== Task input

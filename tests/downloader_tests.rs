//! Tests for running downloads against an in-memory source.

use parfetch::{ByteRange, CancellationToken, Error, Phase};
use std::sync::Arc;
use std::time::Duration;

mod common;
use common::helpers::*;

const CONTENT_LEN: usize = 64 * 1024;

#[tokio::test]
async fn test_chunks_completing_out_of_order() {
    init_tracing();
    let dir = create_temp_dir();
    let content = create_test_content(CONTENT_LEN);
    let source = Arc::new(
        MockSource::new(content.clone()).reverse_delay(Duration::from_millis(10)),
    );

    let download = test_builder(dir.path())
        .concurrency(4)
        .build_with_source(source.clone())
        .unwrap();
    let summary = download.run(CancellationToken::new()).await.unwrap();

    assert_file_content(&download.destination(), &content);
    assert_eq!(summary.chunks(), 4);
    assert_eq!(summary.size(), CONTENT_LEN as u64);
    assert!(summary.rangeable());
    assert_eq!(summary.path(), download.destination());
    assert_eq!(source.opened().len(), 4);
    assert!(download.chunks().iter().all(|chunk| chunk.is_complete()));
    assert!(!download.temp_path().exists());
}

#[tokio::test]
async fn test_accessors_after_success() {
    let dir = create_temp_dir();
    let content = create_test_content(CONTENT_LEN);
    let source = Arc::new(MockSource::new(content));

    let download = test_builder(dir.path())
        .concurrency(2)
        .build_with_source(source)
        .unwrap();
    assert_eq!(download.phase(), Phase::Idle);

    download.run(CancellationToken::new()).await.unwrap();

    assert_eq!(download.phase(), Phase::Done);
    assert_eq!(download.total_size(), CONTENT_LEN as u64);
    assert_eq!(download.transferred_size(), CONTENT_LEN as u64);
    assert!(download.is_rangeable());
    assert_eq!(download.progress().percent(), Some(100));

    let elapsed = download.elapsed();
    tokio::time::sleep(Duration::from_millis(20)).await;
    assert_eq!(download.elapsed(), elapsed);
}

#[tokio::test]
async fn test_not_rangeable_is_single_chunk() {
    let dir = create_temp_dir();
    let content = create_test_content(CONTENT_LEN);
    let source = Arc::new(MockSource::new(content.clone()).not_rangeable());

    let download = test_builder(dir.path())
        .concurrency(8)
        .build_with_source(source.clone())
        .unwrap();
    let summary = download.run(CancellationToken::new()).await.unwrap();

    assert_file_content(&download.destination(), &content);
    assert_eq!(summary.chunks(), 1);
    assert!(!download.is_rangeable());
    assert_eq!(
        source.opened(),
        vec![ByteRange::Full {
            size: Some(CONTENT_LEN as u64)
        }]
    );
}

#[tokio::test]
async fn test_unknown_size() {
    let dir = create_temp_dir();
    let content = create_test_content(10_000);
    let source = Arc::new(MockSource::new(content.clone()).unknown_size());

    let download = test_builder(dir.path()).build_with_source(source).unwrap();
    let summary = download.run(CancellationToken::new()).await.unwrap();

    assert_file_content(&download.destination(), &content);
    assert_eq!(download.total_size(), 0);
    assert_eq!(download.transferred_size(), 10_000);
    assert_eq!(summary.size(), 10_000);
}

#[tokio::test]
async fn test_cancel_mid_transfer() {
    let dir = create_temp_dir();
    let source = Arc::new(MockSource::new(create_test_content(CONTENT_LEN)).stall());
    let download = test_builder(dir.path())
        .concurrency(4)
        .build_with_source(source)
        .unwrap();

    let ctx = CancellationToken::new();
    let canceller = ctx.clone();
    tokio::spawn(async move {
        tokio::time::sleep(Duration::from_millis(50)).await;
        canceller.cancel();
    });

    let result = tokio::time::timeout(Duration::from_secs(5), download.run(ctx))
        .await
        .expect("run did not observe cancellation");

    assert!(matches!(result, Err(Error::Cancelled)));
    assert_eq!(download.phase(), Phase::Failed);
    assert!(download.transferred_size() > 0);
    assert!(!download.destination().exists());
    assert!(!download.temp_path().exists());
}

#[tokio::test]
async fn test_cancel_before_start() {
    let dir = create_temp_dir();
    let source = Arc::new(MockSource::new(create_test_content(CONTENT_LEN)));
    let download = test_builder(dir.path())
        .build_with_source(source.clone())
        .unwrap();

    let ctx = CancellationToken::new();
    ctx.cancel();

    assert!(matches!(download.run(ctx).await, Err(Error::Cancelled)));
    assert!(source.opened().is_empty());
    assert!(!download.destination().exists());
}

#[tokio::test]
async fn test_chunk_failure_fails_download() {
    let dir = create_temp_dir();
    let source = Arc::new(MockSource::new(create_test_content(CONTENT_LEN)).fail_at(16 * 1024));
    let download = test_builder(dir.path())
        .concurrency(4)
        .chunk_retries(0)
        .build_with_source(source)
        .unwrap();

    let result = download.run(CancellationToken::new()).await;

    assert!(matches!(result, Err(Error::Network(_))));
    assert_eq!(download.phase(), Phase::Failed);
    assert!(!download.destination().exists());
    assert!(!download.temp_path().exists());
}

#[tokio::test]
async fn test_persistent_failure_exhausts_retries() {
    let dir = create_temp_dir();
    let source = Arc::new(MockSource::new(create_test_content(CONTENT_LEN)).fail_at(0));
    let download = test_builder(dir.path())
        .concurrency(4)
        .chunk_retries(1)
        .build_with_source(source.clone())
        .unwrap();

    let result = download.run(CancellationToken::new()).await;

    assert!(matches!(result, Err(Error::Network(_))));
    let attempts = source
        .opened()
        .iter()
        .filter(|range| range.start() == 0)
        .count();
    assert_eq!(attempts, 2);
}

#[tokio::test]
async fn test_broken_stream_resumes_from_cursor() {
    init_tracing();
    let dir = create_temp_dir();
    let content = create_test_content(CONTENT_LEN);
    let source = Arc::new(MockSource::new(content.clone()).break_after(2 * PIECE));
    let download = test_builder(dir.path())
        .concurrency(4)
        .chunk_retries(2)
        .build_with_source(source.clone())
        .unwrap();

    download.run(CancellationToken::new()).await.unwrap();

    assert_file_content(&download.destination(), &content);
    assert_eq!(download.transferred_size(), CONTENT_LEN as u64);

    let opened = source.opened();
    assert_eq!(opened.len(), 5);
    let chunk_size = (CONTENT_LEN / 4) as u64;
    assert!(opened
        .iter()
        .any(|range| range.start() % chunk_size == 2 * PIECE as u64));
}

#[tokio::test]
async fn test_rerun_is_idempotent() {
    let dir = create_temp_dir();
    let content = create_test_content(CONTENT_LEN);
    let source = Arc::new(MockSource::new(content.clone()));
    let download = test_builder(dir.path())
        .concurrency(3)
        .build_with_source(source.clone())
        .unwrap();

    let first = download.run(CancellationToken::new()).await.unwrap();
    let second = download.run(CancellationToken::new()).await.unwrap();

    assert_file_content(&download.destination(), &content);
    assert_eq!(first.size(), second.size());
    assert_eq!(first.chunks(), second.chunks());
    assert_eq!(download.transferred_size(), CONTENT_LEN as u64);
    assert_eq!(source.probes(), 1);
}

#[tokio::test]
async fn test_existing_destination_is_replaced() {
    let dir = create_temp_dir();
    let content = create_test_content(4096);
    std::fs::write(dir.path().join(TEST_FILENAME), b"stale").unwrap();

    let source = Arc::new(MockSource::new(content.clone()));
    let download = test_builder(dir.path()).build_with_source(source).unwrap();
    download.run(CancellationToken::new()).await.unwrap();

    assert_file_content(&download.destination(), &content);
}

#[tokio::test]
async fn test_missing_directory_is_created() {
    let dir = create_temp_dir();
    let nested = dir.path().join("a").join("b");
    let content = create_test_content(4096);
    let source = Arc::new(MockSource::new(content.clone()));

    let download = test_builder(&nested).build_with_source(source).unwrap();
    download.run(CancellationToken::new()).await.unwrap();

    assert_file_content(&nested.join(TEST_FILENAME), &content);
}

#[tokio::test]
async fn test_probe_error_is_surfaced() {
    let dir = create_temp_dir();
    let source = Arc::new(MockSource::new(Vec::new()).probe_error());
    let download = test_builder(dir.path())
        .build_with_source(source.clone())
        .unwrap();

    let result = download.run(CancellationToken::new()).await;

    assert!(matches!(result, Err(Error::Probe(_))));
    assert_eq!(download.phase(), Phase::Failed);
    assert!(download.info().is_none());
    assert!(source.opened().is_empty());
    assert!(!download.temp_path().exists());
}

#[tokio::test]
async fn test_invalid_chunk_bounds_fail_planning() {
    let dir = create_temp_dir();
    let source = Arc::new(MockSource::new(create_test_content(4096)));
    let download = test_builder(dir.path())
        .chunk_size_bounds(4096, 1024)
        .build_with_source(source.clone())
        .unwrap();

    let result = download.run(CancellationToken::new()).await;

    assert!(matches!(result, Err(Error::Planning(_))));
    assert!(source.opened().is_empty());
    assert!(!download.temp_path().exists());
}

#[tokio::test]
async fn test_rangeable_without_size_fails_probe() {
    let dir = create_temp_dir();
    let source = Arc::new(MockSource::new(Vec::new()));
    let download = test_builder(dir.path())
        .build_with_source(source.clone())
        .unwrap();

    let result = download.run(CancellationToken::new()).await;

    assert!(matches!(result, Err(Error::Probe(_))));
    assert!(download.info().is_none());
    assert!(!download.is_rangeable());
    assert!(download.chunks().is_empty());
    assert!(source.opened().is_empty());
}

#[tokio::test]
async fn test_empty_resource() {
    let dir = create_temp_dir();
    let source = Arc::new(MockSource::new(Vec::new()).not_rangeable());
    let download = test_builder(dir.path()).build_with_source(source).unwrap();

    let summary = download.run(CancellationToken::new()).await.unwrap();

    assert_eq!(summary.size(), 0);
    assert_file_content(&download.destination(), &[]);
}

====

▶ Problem details
Copy out, word for word, the part of the entries above that begins at the line with "assert!(download.transferred_size() > 0);" and ends at the line with "async fn test_chunk_failure_fails_download()", including both.

▶ Output of the exercise
    assert!(download.transferred_size() > 0);
    assert!(!download.destination().exists());
    assert!(!download.temp_path().exists());
}

#[tokio::test]
async fn test_cancel_before_start() {
    let dir = create_temp_dir();
    let source = Arc::new(MockSource::new(create_test_content(CONTENT_LEN)));
    let download = test_builder(dir.path())
        .build_with_source(source.clone())
        .unwrap();

    let ctx = CancellationToken::new();
    ctx.cancel();

    assert!(matches!(download.run(ctx).await, Err(Error::Cancelled)));
    assert!(source.opened().is_empty());
    assert!(!download.destination().exists());
}

#[tokio::test]
async fn test_chunk_failure_fails_download() {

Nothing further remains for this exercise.